32話 (七)の二
読み方を変える
『当てて御覧なさい。』と昌作はシタリ顔に拗ねる。
其顔を、富江はマジ/\と見てゐたが、小使の出てゆくのを待つて、
『信吾様から?』
ピクリと昌作の眉が動いた。そして眼鏡の中で急がしく瞬きをしながら顔を大きく横に振る。
『そんなら、誰方?』
『無論、貴女の知つた人からだ。』と小憎らしく済したものだ。
『懊つたい!』と自暴に体を顫はせて、
『よ、誰方からツてばサ。』
『ハツハハ、解りませんか?』と、何処までも高く踏んで出る。
『好いわ、モウ聞かなくつても。』
『それぢや俺が困る。実はですね。』
『知りません。』
『登記所の山内君からだ。以前貴女から「恋愛詩評釈」といふ書を借りたことがあるさうだ。それを再読みたいから俺に借りて来て呉れと言ふンですがね。』
『オヤ、何故御自分で被来らないでせう?』
『だつて寝てるんだもの。』
『ぢやモウ、病床に就いたの?』と低目に言つて、胡散臭い眼付をする。
『一昨日俺と鮎釣に行つて、夕立に会つたんですよ。それで以て山内は弱いから風邪を引いたんだ。』
『アラ昌作さん、山内様は肺病だつてンぢや有りませんか?』
『肺病?』と正直に驚いた顔をしたが、『嘘だ!』
『嘘なもんですか。始終那妙な咳をしてゐたぢやありませんか。……加藤さんが然言つてるんですもの。』
『肺病だと?』
『え。』と気がさした様に声を落して、
『だけど私が言つたなんか言つちや不可よ。よ、昌作様、貴方も伝染らない様に用心なさいよ。』
『莫迦な! 山内は那小い体をしてるもんだから、皆で色々な事を言ふンだ。俺だつて咳はする――。』
『馬の様な咳を。ホホヽヽ。』と富江は笑つて、『誰がまた、那一寸法師さんを一人前の人待遇にするもんですか。』
そして取つて付けた様にホホヽヽと再笑つた。
『だから不可い。』と昌作は錆びた声に力を入れて、『体の大小によつて人を軽重するといふ法はない。真箇に俺は憤慨する。家の奴等も皆然うだ。』
『然うでないのは日向のハイカラ様許りでせう?』
昌作は聞かぬ振をして、『英吉利の詩人にポープといふ人が有つた。その詩人は、佝僂で跛足だつたさうだ。人物の大小は体に関らないサ。』と、三文雑誌ででも読んだらしい事を豪さうに喋る。

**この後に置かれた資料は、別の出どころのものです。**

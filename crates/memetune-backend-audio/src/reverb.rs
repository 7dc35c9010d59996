//! Delay-tap reverb.
//!
//! Each tap adds a scaled, delayed copy of the buffer into itself. Taps run
//! one after another, so a later tap hears the echoes added by earlier taps.
//! Taps are applied in the declared order; reordering them changes the
//! floating-point rounding of the result.

/// Tap delays in seconds, in application order.
pub const REVERB_TAPS_SECONDS: [f64; 2] = [0.05, 0.1];

/// Gain applied to each delayed copy.
pub const REVERB_GAIN: f64 = 0.3;

/// Applies one tap: `buffer[i] += gain * before[i - delay]` for `i >= delay`,
/// where `before` is the buffer as it was when the tap started.
///
/// Delays of zero or at least the buffer length leave the buffer unchanged.
pub fn apply_tap(buffer: &mut [f64], delay: usize, gain: f64) {
    if delay == 0 || delay >= buffer.len() {
        return;
    }
    // Walking backwards, buffer[i - delay] has not been touched yet
    for i in (delay..buffer.len()).rev() {
        buffer[i] += gain * buffer[i - delay];
    }
}

/// Applies every tap of [`REVERB_TAPS_SECONDS`] in order.
pub fn apply_reverb(buffer: &mut [f64], sample_rate: f64) {
    for seconds in REVERB_TAPS_SECONDS {
        let delay = (seconds * sample_rate) as usize;
        apply_tap(buffer, delay, REVERB_GAIN);
    }
}

#[cfg(test)]
mod tests {
    use super::*;

    #[test]
    fn test_single_tap_is_not_recursive() {
        let mut buffer = vec![1.0, 0.0, 0.0, 0.0, 0.0];
        apply_tap(&mut buffer, 1, 0.5);
        // One echo only; the echo is not itself echoed within the same tap
        assert_eq!(buffer, vec![1.0, 0.5, 0.0, 0.0, 0.0]);
    }

    #[test]
    fn test_taps_are_sequential() {
        let mut buffer = vec![0.0; 8];
        buffer[0] = 1.0;
        apply_tap(&mut buffer, 2, 0.3);
        apply_tap(&mut buffer, 3, 0.3);
        // Second tap echoes both the impulse and the first tap's echo
        assert_eq!(buffer[2], 0.3);
        assert_eq!(buffer[3], 0.3);
        assert!((buffer[5] - 0.09).abs() < 1e-12);
    }

    #[test]
    fn test_out_of_range_delays() {
        let mut buffer = vec![1.0, 2.0, 3.0];
        apply_tap(&mut buffer, 0, 0.3);
        apply_tap(&mut buffer, 3, 0.3);
        apply_tap(&mut buffer, 10, 0.3);
        assert_eq!(buffer, vec![1.0, 2.0, 3.0]);
    }

    #[test]
    fn test_apply_reverb_delays() {
        let sr = 100.0;
        let mut buffer = vec![0.0; 40];
        buffer[0] = 1.0;
        apply_reverb(&mut buffer, sr);
        // 0.05 s -> 5 samples, 0.1 s -> 10 samples
        assert_eq!(buffer[5], 0.3);
        assert_eq!(buffer[10], 0.3);
        assert!((buffer[15] - 0.09).abs() < 1e-12);
    }
}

『大層力んで見せるのね。だけれど山内様は別に大詩人でもないぢやありませんか!』
『それは別問題だ。……』と正直に塞つて、『それは然うと、今言つた書を貸して下さい。』
『家に置いてあるの。』
『小使を遣つて取寄せて呉れるサ。』と頼む様な語調。
『肺病患者なんかに!』と独言つ様に言つて、
『アノね、昌作さん。』と可笑しさを怺へた様な眼付をする。『恁う言つて下さいな、山内様に。アノね、評釈なんか無くたつて解るぢやありませんかツて。』
『え? 何ですツて?』と昌作は真面目に腑に落ちぬ顔をする。
『ホホヽヽヽ。』と富江は一人高笑ひした。そして、『書はね、後刻で誰かに届けさせますよ。』
一時間程経つて、昌作は、来た時の様にブラリと、帽子も冠らず、単衣の両袖を肩に捲り上げて、長い体を妙に気取つて、学校の門を出た。
そして川崎道の曲角まで来た時、三町彼方から、深張の橄欖色の女傘をさした、海老茶の袴を穿いた女が一人、歩いて来るのに目をつけた。『ハハア、帰つて来たナ。』と呟いて、足を淀めたが、ツイと横路へ入る。
三日前に画家の吉野と同じ車に乗合せて、大沢温泉に開かれた同級会へ行つた智恵子は、今しも唯一人、町の入口まで帰つて来た。